Sunday, September 27, 2015

M.N.: The current and emerging Middle East conflict is a complex "proxy war"... | Current Headlines

M.N.: The current and emerging Middle East conflict is a complex "proxy war" apparently "without reliable proxies" but with multiple players and "hidden hands"... | Current Headlines - 4:12 PM 9/27/2015

M.N.: The current and emerging Middle East conflict is a complex "proxy war" apparently "without reliable proxies" but with multiple players, "hidden hands" (see this review: "And now, the new wave of terrorism by IS works to Putin’s advantage given his problems in Ukraine." - Paul Goble) and various intertwined goals and objectives. It develops along the Sunni-Shia and the Russia (in alliance with Iran and China) - West divides. As much professed military wisdom goes it promises to be a "long (perpetual?) war" and its final outcome and reverberations remain to be seen after the dust settles and blood dries up. The question is the role and the scope of the U.S. participation in the most rational and efficient manner within some (still fluid and emerging) international framework and with the minimal risks and expenses for the country tired and disappointed with this almost unmanageable  and almost senseless chaos and destruction. However, this chaos might be creative. The point is to help it to become creative and to try to see clearly if it is possible, through the fog of the present and sometimes rather confusing moment. 
The "suddenly" (and very conveniently for Russian strategists) popped up (and readily fanned by pics and drama hungry media) migration crises in both the Europe and the USA, together with the other attempts at social and political destabilization (the examples are abound and not so hypothetical) might also be, at least in part, the results of some hidden movements of the same invisible hand. 
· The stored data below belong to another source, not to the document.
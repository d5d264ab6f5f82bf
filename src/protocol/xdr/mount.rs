//! XDR structures for the MOUNT protocol (RFC 1813 Appendix I).
//!
//! MOUNT bootstraps an NFS session: a client names an export path and
//! receives the file handle that roots everything it will ever address on
//! this server.

#![allow(dead_code)]
#![allow(non_camel_case_types)]

use std::io::{Read, Write};

use num_derive::{FromPrimitive, ToPrimitive};

use super::{
    deserialize, deserialize_bounded_opaque, Deserialize, DeserializeEnum, DeserializeStruct,
    Serialize, SerializeEnum, SerializeStruct,
};

/// RPC program number of the MOUNT service.
pub const PROGRAM: u32 = 100005;
/// The only MOUNT version served.
pub const VERSION: u32 = 3;

/// Maximum bytes in an export path.
pub const MNTPATHLEN: u32 = 1024;
/// Maximum bytes in a client hostname.
pub const MNTNAMLEN: u32 = 255;
/// Maximum bytes in a version 3 file handle.
pub const FHSIZE3: u32 = 64;

/// File handle returned by MNT; byte-identical to the NFS `nfs_fh3`.
pub type fhandle3 = Vec<u8>;

/// Export path named by the client. Decoded with the [`MNTPATHLEN`] bound.
#[derive(Clone, Debug, Default, PartialEq, Eq)]
pub struct dirpath(pub Vec<u8>);

impl From<&str> for dirpath {
    fn from(value: &str) -> Self {
        Self(value.as_bytes().into())
    }
}

impl Serialize for dirpath {
    fn serialize<W: Write>(&self, dest: &mut W) -> std::io::Result<()> {
        self.0.as_slice().serialize(dest)
    }
}

impl Deserialize for dirpath {
    fn deserialize<R: Read>(&mut self, src: &mut R) -> std::io::Result<()> {
        self.0 = deserialize_bounded_opaque(src, MNTPATHLEN as usize)?;
        Ok(())
    }
}

/// MOUNT status codes.
#[derive(Copy, Clone, Debug, Default, PartialEq, Eq, FromPrimitive, ToPrimitive)]
#[repr(u32)]
pub enum mountstat3 {
    #[default]
    MNT3_OK = 0,
    MNT3ERR_PERM = 1,
    MNT3ERR_NOENT = 2,
    MNT3ERR_IO = 5,
    MNT3ERR_ACCES = 13,
    MNT3ERR_NOTDIR = 20,
    MNT3ERR_INVAL = 22,
    MNT3ERR_NAMETOOLONG = 63,
    MNT3ERR_NOTSUPP = 10004,
    MNT3ERR_SERVERFAULT = 10006,
}
impl SerializeEnum for mountstat3 {}
impl DeserializeEnum for mountstat3 {}

/// Successful MNT result: the root handle plus the auth flavors the server
/// will accept on the NFS program.
#[derive(Clone, Debug, Default)]
pub struct mountres3_ok {
    pub fhandle: fhandle3,
    pub auth_flavors: Vec<u32>,
}
DeserializeStruct!(mountres3_ok, fhandle, auth_flavors);
SerializeStruct!(mountres3_ok, fhandle, auth_flavors);

/// MOUNT version 3 procedure numbers.
#[allow(clippy::upper_case_acronyms)]
#[derive(Copy, Clone, Debug, PartialEq, Eq, FromPrimitive, ToPrimitive)]
pub enum MountProc3 {
    NULL = 0,
    MNT = 1,
    DUMP = 2,
    UMNT = 3,
    UMNTALL = 4,
    EXPORT = 5,
    /// Sentinel for out-of-table procedure numbers; answered with
    /// PROC_UNAVAIL.
    INVALID = 6,
}
impl SerializeEnum for MountProc3 {}
impl DeserializeEnum for MountProc3 {}
//! LOOKUP procedure (RFC 1813 section 3.3.3): translate a name within a
//! directory into the handle used by every later operation on the object.

use std::io::{Read, Write};

use tracing::debug;

use super::{post_attr_for, resolve_fh, status_of, to_fattr3};
use crate::dispatch::VfsDispatcher;
use crate::protocol::rpc;
use crate::protocol::xdr::{self, deserialize, nfs3, Serialize};

pub async fn nfsproc3_lookup(
    xid: u32,
    input: &mut impl Read,
    output: &mut impl Write,
    context: &rpc::Context,
) -> Result<(), anyhow::Error> {
    let dirops = deserialize::<nfs3::diropargs3>(input)?;
    debug!(xid, ?dirops, "nfsproc3_lookup");

    let dirid = match resolve_fh(context, &dirops.dir) {
        Ok(id) => id,
        Err(stat) => {
            xdr::rpc::success_reply(xid).serialize(output)?;
            stat.serialize(output)?;
            nfs3::post_op_attr::Void.serialize(output)?;
            return Ok(());
        }
    };

    let dir_attr = post_attr_for(context, dirid).await;

    match context.dispatcher.lookup(dirid, &dirops.name).await {
        Ok(attr) => {
            xdr::rpc::success_reply(xid).serialize(output)?;
            nfs3::nfsstat3::NFS3_OK.serialize(output)?;
            nfs3::nfs_fh3 { data: context.dispatcher.handle_for(attr.id) }.serialize(output)?;
            nfs3::post_op_attr::attributes(to_fattr3(&attr)).serialize(output)?;
            dir_attr.serialize(output)?;
        }
        Err(err) => {
            debug!(xid, name = %dirops.name, %err, "lookup failed");
            xdr::rpc::success_reply(xid).serialize(output)?;
            status_of(&err).serialize(output)?;
            dir_attr.serialize(output)?;
        }
    }
    Ok(())
}
//! MNT procedure (RFC 1813 section 5.2.1): validate the export path and
//! hand back the root file handle with the accepted auth flavors.

use std::io::{Read, Write};

use tracing::debug;

use crate::dispatch::VfsDispatcher;
use crate::protocol::rpc;
use crate::protocol::xdr::{self, deserialize, mount, Serialize};

pub async fn mountproc3_mnt(
    xid: u32,
    input: &mut impl Read,
    output: &mut impl Write,
    context: &rpc::Context,
) -> Result<(), anyhow::Error> {
    let path = deserialize::<mount::dirpath>(input)?;
    let utf8path = std::str::from_utf8(&path.0).unwrap_or_default();
    debug!(xid, path = utf8path, "mountproc3_mnt");

    // Only the one configured export is served; anything else does not
    // exist as far as MOUNT is concerned.
    if utf8path.trim_end_matches('/') != context.export_name.trim_end_matches('/') {
        debug!(xid, path = utf8path, export = %context.export_name, "no matching export");
        xdr::rpc::success_reply(xid).serialize(output)?;
        mount::mountstat3::MNT3ERR_NOENT.serialize(output)?;
        return Ok(());
    }

    let root = context.dispatcher.root();
    let response = mount::mountres3_ok {
        fhandle: context.dispatcher.handle_for(root),
        auth_flavors: vec![
            xdr::rpc::auth_flavor::AUTH_NONE.code(),
            xdr::rpc::auth_flavor::AUTH_UNIX.code(),
        ],
    };
    debug!(xid, ?response, "mount accepted");
    if let Some(ref chan) = context.mount_signal {
        let _ = chan.send(true).await;
    }
    xdr::rpc::success_reply(xid).serialize(output)?;
    mount::mountstat3::MNT3_OK.serialize(output)?;
    response.serialize(output)?;
    Ok(())
}
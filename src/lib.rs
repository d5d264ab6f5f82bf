//! Request dispatch and wire protocol core for a lazily materialized
//! working-copy filesystem.
//!
//! A mounted working copy looks complete to the operating system while
//! file content is fetched on demand from a backing store. This crate is
//! the layer between the two: it speaks NFS version 3 to the kernel over
//! a loopback TCP transport and translates every call into one of a
//! small set of canonical filesystem operations served by a platform
//! dispatcher.
//!
//! ## Main Components
//!
//! - `dispatch`: the canonical operation set ([`dispatch::VfsDispatcher`])
//!   and its platform-shaped variants, selected through
//!   [`dispatch::factory::DispatcherFactory`].
//!
//! - `store`: the [`store::BackingStore`] trait a content provider
//!   implements to expose objects through a dispatcher.
//!
//! - `protocol`: XDR encoding and decoding, the ONC RPC message layer
//!   with record-marked framing, and the NFS and MOUNT program handlers.
//!
//! - `tcp`: the loopback listener that serves a dispatcher to the
//!   kernel's NFS client.
//!
//! ## Standards Compliance
//!
//! - RFC 1813: NFS Version 3 Protocol Specification
//! - RFC 5531: RPC: Remote Procedure Call Protocol Specification Version 2
//! - RFC 1832: XDR: External Data Representation Standard

pub mod dispatch;
pub mod protocol;
pub mod store;
pub mod tcp;
mod write_counter;

pub use protocol::xdr;
//! NULL procedure (RFC 1813 section 3.3.0): a ping with no arguments and
//! no result beyond the accepted reply itself.

use std::io::Write;

use tracing::debug;

use crate::protocol::xdr::{self, Serialize};

pub fn nfsproc3_null(xid: u32, output: &mut impl Write) -> Result<(), anyhow::Error> {
    debug!(xid, "nfsproc3_null");
    xdr::rpc::success_reply(xid).serialize(output)?;
    Ok(())
}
"Мильоны — вас. Нас — тьмы, и тьмы, и тьмы. 
        Попробуйте, сразитесь с нами! 
Да, Скифы — мы! Да, азиаты — мы, — 
        С раскосыми и жадными очами!"

Can this "hand" or "hands" be reprogrammed? It might be easier and smarter than the simple and crude amputation (which might be impossible anyway). This certainly is worth a try, without any guarantee of success and with multiple and yet unknown risks.

"Tamer, 24, from Latakia, said that Russian-led military operations have already started, in apparent contradiction of claims from Moscow and the US secretary of state, John Kerry, that the posture of the new arrivals was defensive.
“The Russians participated in an operation with the regime last week,” Tamer said. “There has long been a planned deportation for the Sunnis in Latakia, and many of their houses were taken by the Iranians and Hezbollah. I believe this is the beginning of dividing the country.
“The Russians came now to rescue the Syrians because the opposition came very close to the Alawite villages in Jourin. They want to control that area because it is on a top of a hill and once they have it, they can control the valleys around it and secure them.”"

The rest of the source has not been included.